Prof. Dr. Gökçen Orhan yaptığı açıklamada, “Bu ameliyat sonrası hastaların % 90’ı akciğer yüksek tansiyonundan tamamen kurtulur. Kalp yetmezliği hızla geriler. İlaç ve balon tedavisi, ameliyat yapılamayan ya da ameliyat sonrası tekrarlayan hastalarda tamamlayıcı tedaviler olarak ülkemizde mevcuttur. Teknik olarak zor ve uzun bir ameliyat olan Pulmoner Endarterektomi bu konuda uzmanlaşmış kalp ve damar cerrahları tarafından yapılmalıdır.” dedi.

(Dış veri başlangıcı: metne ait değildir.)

//! Tripwire Watch
//!
//! Reconstructs vault state purely by walking chain data: has the vault been
//! triggered, panicked, or spent normally, and how many timelock blocks
//! remain. The tracker holds no network code of its own: it sees the chain
//! through the [`ChainQuery`] capability and answers afresh each poll, so
//! callers own the retry policy.
//!
//! The tracker may run concurrently across distinct vaults (it is a pure
//! function over chain queries plus the injected cache), but status merges
//! for one vault must be serialized by the caller.

pub mod cache;
pub mod candidates;

pub use cache::{CachedSpend, SpendCache};
pub use candidates::{spendable_triggers, watchtower_candidates, SpendableTrigger, WatchtowerCandidate};

use bitcoin::consensus::encode;
use bitcoin::{Address, OutPoint, Script, ScriptBuf, Transaction, Txid};
use serde::{Deserialize, Serialize};
use thiserror::Error;

use tripwire_core::chain::{ChainError, ChainQuery};
use tripwire_vault::{Vault, VaultStatus};

#[derive(Error, Debug)]
pub enum TrackError {
    #[error("chain query failed: {0}")]
    Chain(#[from] ChainError),

    #[error("vault record is malformed: {0}")]
    BadVault(String),
}

/// Tracker settings.
#[derive(Debug, Clone, Serialize, Deserialize)]
pub struct TrackerConfig {
    /// Confirmations after which an observed spend is permanent and never
    /// re-queried. Six is the conventional reorg-safety bound; regtest
    /// tests want one.
    #[serde(default = "default_confirmations")]
    pub confirmations_for_irreversible: u32,
}

fn default_confirmations() -> u32 {
    6
}

impl Default for TrackerConfig {
    fn default() -> Self {
        Self {
            confirmations_for_irreversible: default_confirmations(),
        }
    }
}

/// Where one vault stands relative to its timelock.
#[derive(Debug, Clone, Copy, PartialEq, Eq)]
pub enum RemainingBlocks {
    /// No trigger observed on chain.
    NotPushed,
    /// Panicked or hot-spent; the countdown is over for good.
    Spent,
    /// Blocks until the unvault path opens; 0 means spendable now.
    Blocks(u32),
}

/// Blocks left before the unvault path of `vault` opens.
///
/// While the trigger sits in the mempool the full timelock still applies.
/// Once confirmed at height `h`, the path opens after `lock_blocks`
/// confirmations, the trigger's own block included (hence the `- 1`).
pub fn remaining_blocks(vault: &Vault, status: &VaultStatus, chain_tip: u32) -> RemainingBlocks {
    if status.is_terminal() {
        return RemainingBlocks::Spent;
    }
    match (&status.trigger_tx_hex, status.trigger_tx_height) {
        (None, _) => RemainingBlocks::NotPushed,
        (Some(_), None) | (Some(_), Some(0)) => RemainingBlocks::Blocks(vault.lock_blocks as u32),
        (Some(_), Some(height)) => {
            let remaining =
                vault.lock_blocks as i64 - (chain_tip as i64 - height as i64) - 1;
            RemainingBlocks::Blocks(remaining.max(0) as u32)
        }
    }
}

/// Determines vault stages by walking the chain.
pub struct VaultStatusTracker<'a> {
    chain: &'a dyn ChainQuery,
    config: TrackerConfig,
}

impl<'a> VaultStatusTracker<'a> {
    pub fn new(chain: &'a dyn ChainQuery, config: TrackerConfig) -> Self {
        Self { chain, config }
    }

    /// Re-derive a vault's status from chain data.
    ///
    /// Looks up what spent the vault output (the trigger, if anything) and,
    /// if found, what spent the trigger output, classified as panic when
    /// the spender's hex appears in that trigger's panic ladder, hot-spend
    /// otherwise. Stages only move forward; local push timestamps in
    /// `prior` pass through untouched.
    pub fn fetch_vault_status(
        &self,
        vault: &Vault,
        prior: &VaultStatus,
        cache: &mut SpendCache,
    ) -> Result<VaultStatus, TrackError> {
        let mut status = prior.clone();
        if status.vault_id.is_empty() {
            status.vault_id = vault.vault_id.clone();
        }

        let vault_tx = decode_tx(&vault.vault_tx_hex)?;
        let vault_txid = vault_tx.compute_txid();
        let vault_script = address_script(&vault.vault_address)?;
        let vault_vout = vault_tx
            .output
            .iter()
            .position(|o| o.script_pubkey == vault_script)
            .ok_or_else(|| {
                TrackError::BadVault("vault transaction pays nothing to the vault address".into())
            })? as u32;

        // Stage 1: what spent the vault output?
        if !status.is_terminal() {
            let outpoint = OutPoint {
                txid: vault_txid,
                vout: vault_vout,
            };
            if let Some(spend) = self.lookup_spend(cache, &outpoint, &vault_script, &vault_txid)? {
                if status.trigger_tx_hex.as_deref() != Some(spend.tx_hex.as_str()) {
                    log::info!(
                        "vault {}: trigger {} observed at height {}",
                        vault.vault_id,
                        spend.txid,
                        spend.height
                    );
                }
                status.trigger_tx_hex = Some(spend.tx_hex);
                status.trigger_tx_height = Some(spend.height);
            }
        }

        // Stage 2: what spent the trigger output?
        if let Some(trigger_hex) = status.trigger_tx_hex.clone() {
            let trigger_tx = decode_tx(&trigger_hex)?;
            let trigger_txid = trigger_tx.compute_txid();
            let trigger_script = trigger_tx
                .output
                .first()
                .ok_or_else(|| TrackError::BadVault("trigger transaction has no output".into()))?
                .script_pubkey
                .clone();
            let outpoint = OutPoint {
                txid: trigger_txid,
                vout: 0,
            };

            if let Some(spend) =
                self.lookup_spend(cache, &outpoint, &trigger_script, &trigger_txid)?
            {
                let is_panic = vault
                    .panics_for(&trigger_hex)
                    .map_or(false, |panics| panics.iter().any(|p| p == &spend.tx_hex));
                if is_panic {
                    if status.panic_tx_hex.is_none() {
                        log::info!("vault {}: panic {} observed", vault.vault_id, spend.txid);
                    }
                    status.panic_tx_hex = Some(spend.tx_hex);
                    status.panic_tx_height = Some(spend.height);
                } else {
                    if status.spend_as_hot_tx_hex.is_none() {
                        log::info!("vault {}: hot spend {} observed", vault.vault_id, spend.txid);
                    }
                    status.spend_as_hot_tx_hex = Some(spend.tx_hex);
                    status.spend_as_hot_tx_height = Some(spend.height);
                }
            }
        }

        debug_assert!(status.invariants_hold());
        Ok(status)
    }

    /// Find the transaction spending `outpoint`, walking the script's
    /// history. Irreversible cache entries short-circuit the chain round
    /// trip; anything shallower is re-queried so heights can move (mempool
    /// to block, or across a reorg).
    fn lookup_spend(
        &self,
        cache: &mut SpendCache,
        outpoint: &OutPoint,
        script: &Script,
        funding_txid: &Txid,
    ) -> Result<Option<CachedSpend>, TrackError> {
        if let Some(hit) = cache.get(outpoint) {
            if hit.irreversible {
                return Ok(Some(hit.clone()));
            }
        }

        let tip = self.chain.tip_height()?;
        let history = self.chain.script_history(script)?;
        for item in &history {
            // Skip the transaction that funded the outpoint itself.
            if item.txid == *funding_txid {
                continue;
            }
            let tx = self.chain.transaction(&item.txid)?;
            if tx.input.iter().any(|i| i.previous_output == *outpoint) {
                let confirmations = if item.height == 0 || item.height > tip {
                    0
                } else {
                    tip - item.height + 1
                };
                let spend = CachedSpend {
                    tx_hex: hex::encode(encode::serialize(&tx)),
                    txid: item.txid,
                    height: item.height,
                    irreversible: confirmations >= self.config.confirmations_for_irreversible,
                };
                cache.insert(*outpoint, spend.clone());
                return Ok(Some(spend));
            }
        }
        Ok(None)
    }
}

fn decode_tx(tx_hex: &str) -> Result<Transaction, TrackError> {
    let bytes = hex::decode(tx_hex)
        .map_err(|e| TrackError::BadVault(format!("invalid transaction hex: {}", e)))?;
    encode::deserialize(&bytes)
        .map_err(|e| TrackError::BadVault(format!("invalid transaction: {}", e)))
}

fn address_script(address: &str) -> Result<ScriptBuf, TrackError> {
    // Addresses in a Vault record were written by our own builder; the
    // network was checked at creation time.
    let parsed: Address<bitcoin::address::NetworkUnchecked> = address
        .parse()
        .map_err(|e| TrackError::BadVault(format!("invalid address: {}", e)))?;
    Ok(parsed.assume_checked().script_pubkey())
}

Ameliyat, hastaların kalp-akciğer cihazına bağlanması ile vücut ısılarının 20 dereceye kadar soğutularak dolaşımın tamamen durdurulması ile sağlanır. Böylece kansız ortamda akciğer damarlarındaki kronikleşmiş pıhtıların temizlenmesi için uygun koşullar sağlandığını aktaran Prof. Dr. Gökçen Orhan; “Türkiye sağlık sistemindeki yasa ve yönetmeliklerine göre kalp akciğer makinası kullanımı ve hastanın soğutularak dolaşımının durdurulması ile ameliyat yapma yetkisi Kalp ve Damar Cerrahlarına aittir. Ameliyat öncesi ve sonrası hastanın takibi ilgili branşlardaki hekimlerden oluşan uzman ekiplerce yönetilmelidir.

İlgili tüm hekimlerin özellikle Kardiyolog ve Göğüs Hastalıkları uzmanlarının ilerleyici nefes darlığı olan hastalarda KTEPH’ten şüphelenmeleri, doğru ve erken tanı için hastaları KTEPH merkezlerine yönlendirmesi önemlidir.” diye konuştu.